Ne nous leurrons pas, l'époque n'est pas propice aux manifestes artistiques, aux grands courants du type néo-réalisme ou nouvelle vague. Que ce soit en Iran, en Chine, en Russie ou ailleurs, ce sont des individualités isolées qui portent le cinéma de leur pays sur leurs épaules. Ce phénomène se retrouve dans d'autres contrées qui ne possèdent pas une grande industrie. Ainsi, Emir Kusturica, qui revient avec Chat noir, chat blanc à la comédie picaresque de ses débuts. Tandis qu'avec les Idiots Lars von Trier nous donne une œuvre dérangeante sur l'équilibre mental et social d'un groupe de personnes qui tentent d'aller jusqu'à leurs limites psychologiques. Quant à l'Autrichien Haneke, il poursuit, avec Funny Games, sa réflexion sur la violence, d'une manière que certains jugent ambiguë, mais ses films ont le mérite d'exister et de porter en eux leur critique interne. Même dans un pays hégémonique comme les États-Unis – j'allais écrire surtout dans ce pays –, où technocrates et barons du marketing propulsent sur toute la planète une culture aseptisée, il faut des hommes culturellement responsables (les cinéastes qui ont leur univers propre) pour que le cinéma ne se réduise pas à une bouillie audiovisuelle asservissante.

Le Festival de Cannes

La palme d'or accordée à Théo Angelopoulos pour l'Éternité et un jour fut amplement méritée : à travers la dernière journée d'un vieil intellectuel qui doit être hospitalisé, l'auteur fait un bilan sur sa propre existence, son œuvre et le sort de son pays dans un langage élégiaque inimitable où passé et présent se mêlent avec une maestria surprenante. Le grand prix du jury accordé à La vie est belle de Roberto Benigni provoqua une vive polémique, de nombreux critiques estimant qu'il était inconvenant de traiter du problème de la Shoah sur le mode comique. Sans que ce soit un grand film, on peut soutenir que les intentions du cinéaste sont louables : un père ment à son jeune fils sur leur devenir au sein d'un camp, créant ainsi un univers parallèle burlesque dont prisonniers et bourreaux seraient les marionnettes. Néanmoins, le grand prix du jury est totalement déplacé ici : un prix pour le scénario ou l'interprétation aurait été plus adéquat. Le grand prix du jury, accordé en principe à une œuvre difficile ou inclassable, aurait été tout à/ait pertinent s'il avait été attribué à Alekseï Guerman pour Khroustaliov, ma voiture !, film dense sur la fin du stalinisme dont les clés d'interprétation sont constamment mises en échec par le foisonnement du sens.

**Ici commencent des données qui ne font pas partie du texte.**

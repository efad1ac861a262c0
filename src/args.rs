//! Conversion between ordered typed argument lists and the [`Value::Array`]
//! carried in a request's parameters.
//!
//! Argument lists are Rust tuples: `()`, `(T1,)`, `(T1, T2)` and so on up to
//! eight elements. Position is significant: element `i` of the array is the
//! `i`-th argument.

use crate::types::{Decode, Encode, Type, TypeMismatch, Value};
use thiserror::Error;

/// An argument list that can be sent as request parameters.
pub trait IntoArgs {
    /// The ordered type descriptors of the arguments.
    fn types() -> Vec<Type>;

    fn encode_args(self) -> Value;
}

/// An argument list that can be recovered from request parameters.
///
/// Decoding is all-or-nothing: either every element converts or the whole
/// list is rejected.
pub trait FromArgs: Sized {
    fn decode_args(params: Value) -> Result<Self, DecodeError>;
}

#[derive(Debug, Clone, PartialEq, Error)]
pub enum DecodeError {
    #[error("parameters must be an array, got {0:?}")]
    NotAnArray(Value),

    #[error("expected {expected} arguments, got {got}")]
    Arity { expected: usize, got: usize },

    #[error("argument {index}: {mismatch}")]
    Argument { index: usize, mismatch: TypeMismatch },
}

impl IntoArgs for () {
    fn types() -> Vec<Type> {
        Vec::new()
    }

    fn encode_args(self) -> Value {
        Value::Array(Vec::new())
    }
}

// Older peers send an empty map (or nothing) for calls without arguments.
fn is_empty_params(params: &Value) -> bool {
    match params {
        Value::Null => true,
        Value::Array(items) => items.is_empty(),
        Value::Map(entries) => entries.is_empty(),
        _ => false,
    }
}

impl FromArgs for () {
    fn decode_args(params: Value) -> Result<Self, DecodeError> {
        match params {
            params if is_empty_params(&params) => Ok(()),
            Value::Array(items) => Err(DecodeError::Arity {
                expected: 0,
                got: items.len(),
            }),
            params => Err(DecodeError::NotAnArray(params)),
        }
    }
}

fn expect_array<const N: usize>(params: Value) -> Result<[Value; N], DecodeError> {
    let items = match params {
        Value::Array(items) => items,
        params => return Err(DecodeError::NotAnArray(params)),
    };
    let got = items.len();
    items
        .try_into()
        .map_err(|_| DecodeError::Arity { expected: N, got })
}

macro_rules! impl_args {
    ($len:literal; $($ty:ident $var:ident $idx:tt),+) => {
        impl<$($ty),+> IntoArgs for ($($ty,)+)
        where
            $($ty: Encode),+
        {
            fn types() -> Vec<Type> {
                vec![$($ty::rpc_type()),+]
            }

            fn encode_args(self) -> Value {
                Value::Array(vec![$($ty::encode(self.$idx)),+])
            }
        }

        impl<$($ty),+> FromArgs for ($($ty,)+)
        where
            $($ty: Decode),+
        {
            fn decode_args(params: Value) -> Result<Self, DecodeError> {
                let [$($var),+] = expect_array::<$len>(params)?;
                Ok(($(
                    $ty::decode($var)
                        .map_err(|mismatch| DecodeError::Argument { index: $idx, mismatch })?,
                )+))
            }
        }
    };
}

impl_args!(1; T1 a1 0);
impl_args!(2; T1 a1 0, T2 a2 1);
impl_args!(3; T1 a1 0, T2 a2 1, T3 a3 2);
impl_args!(4; T1 a1 0, T2 a2 1, T3 a3 2, T4 a4 3);
impl_args!(5; T1 a1 0, T2 a2 1, T3 a3 2, T4 a4 3, T5 a5 4);
impl_args!(6; T1 a1 0, T2 a2 1, T3 a3 2, T4 a4 3, T5 a5 4, T6 a6 5);
impl_args!(7; T1 a1 0, T2 a2 1, T3 a3 2, T4 a4 3, T5 a5 4, T6 a6 5, T7 a7 6);
impl_args!(8; T1 a1 0, T2 a2 1, T3 a3 2, T4 a4 3, T5 a5 4, T6 a6 5, T7 a7 6, T8 a8 7);
use crate::{
    args::{FromArgs, IntoArgs},
    handler::{Handler, RpcFunction, Signature, TypedHandler},
    net::{Request, Response},
};
use std::{
    collections::{btree_map::Entry, BTreeMap},
    sync::Arc,
};
use thiserror::Error;
use tracing::{debug, warn};

/// Maps function names to their bound [`Handler`]s.
///
/// Bindings are added once with [`Dispatcher::add`] and never replaced or
/// removed; requests are routed with [`Dispatcher::call`] by exact name.
#[derive(Default)]
pub(crate) struct Dispatcher {
    rpc_functions: BTreeMap<String, Arc<dyn Handler>>,
}

impl Dispatcher {
    pub(crate) fn add<RFn, Domain>(&mut self, name: &str, rpc_function: RFn) -> Result<(), RegisterError>
    where
        RFn: RpcFunction<Domain>,
        Domain: IntoArgs + FromArgs + Send + 'static,
    {
        match self.rpc_functions.entry(name.to_owned()) {
            Entry::Occupied(_) => Err(RegisterError::Duplicate(name.to_owned())),
            Entry::Vacant(slot) => {
                slot.insert(bound(name, rpc_function));
                Ok(())
            }
        }
    }

    /// Binds without checking for an existing entry.
    pub(crate) fn bind<RFn, Domain>(&mut self, name: &str, rpc_function: RFn)
    where
        RFn: RpcFunction<Domain>,
        Domain: IntoArgs + FromArgs + Send + 'static,
    {
        self.rpc_functions
            .insert(name.to_owned(), bound(name, rpc_function));
    }

    pub(crate) fn contains(&self, name: &str) -> bool {
        self.rpc_functions.contains_key(name)
    }

    pub(crate) async fn call(&self, request: Request) -> Response {
        let Some(handler) = self.rpc_functions.get(&request.function) else {
            warn!(function = %request.function, "no such function");
            return Response::error(format!("no function named `{}`", request.function));
        };
        handler.handle(request).await
    }

    pub(crate) fn rpc_functions(&self) -> Vec<(String, Signature)> {
        self.rpc_functions
            .iter()
            .map(|(name, handler)| (name.clone(), handler.signature().clone()))
            .collect()
    }
}

fn bound<RFn, Domain>(name: &str, rpc_function: RFn) -> Arc<dyn Handler>
where
    RFn: RpcFunction<Domain>,
    Domain: IntoArgs + FromArgs + Send + 'static,
{
    let handler = TypedHandler::new(rpc_function);
    debug!(function = name, signature = %handler.signature(), "registered");
    Arc::new(handler)
}

#[derive(Debug, Clone, PartialEq, Eq, Error)]
pub enum RegisterError {
    #[error("`{0}` is reserved for the liveness check")]
    Reserved(String),

    #[error("a function named `{0}` is already registered")]
    Duplicate(String),
}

Le prix de la mise en scène attribuée au Général de John Boorman est partiellement justifié. Le cinéaste britannique y dépeint, dans un noir et blanc splendide, les chasses-croisés d'un bandit d'honneur irlandais actuel avec la police, les institutions, l'Église. Si le filmage est superbe et la caméra très mobile, le sujet n'est pas en soi d'une Jolie originalité. Le prix spécial du jury alla, ex aequo, à la Classe de neige de Claude Miller et à Festen du Danois Thomas Vintenberg. Vilipendée par une partie de la critique, la Classe de neige est néanmoins une analyse complexe de la fantasmatique enfantine. Quant à Festen, réalisé par un jeune disciple de Lars von Trier, c'est un remarquable pamphlet contre la sclérose d'une famille et d'un père débauché. C'est Bergman revisité par Tarantino. Le prix d'interprétation masculine attribué à Peter Mullan pour sa prestation dans My name is Joe de Ken Loach est mérité, quoique le film n'apporte rien de plus dans la filmographie de son auteur, qui demeure le cinéaste bienveillant des classes laborieuses. Le prix d'interprétation féminine attribué ex aequo à Élodie Bouchez et Natacha Régnier pour la Vie rêvée des anges de Erick Zonca s'harmonise parfaitement avec la vision juste de la jeunesse actuelle que propose ce premier long métrage.

Certes, on peut regretter que le jury, présidé par Martin Scorsese, ait oublié des œuvres comme les Fleurs de Shanghai de Hou Hsiao-hsien, les Idiots de Lars von Trier ou Khroustaliov, ma voiture ! d'Alekseï Guerman, mais, tel quel, il reflète néanmoins la diversité du cinéma actuel au sein d'un festival d'excellent cru.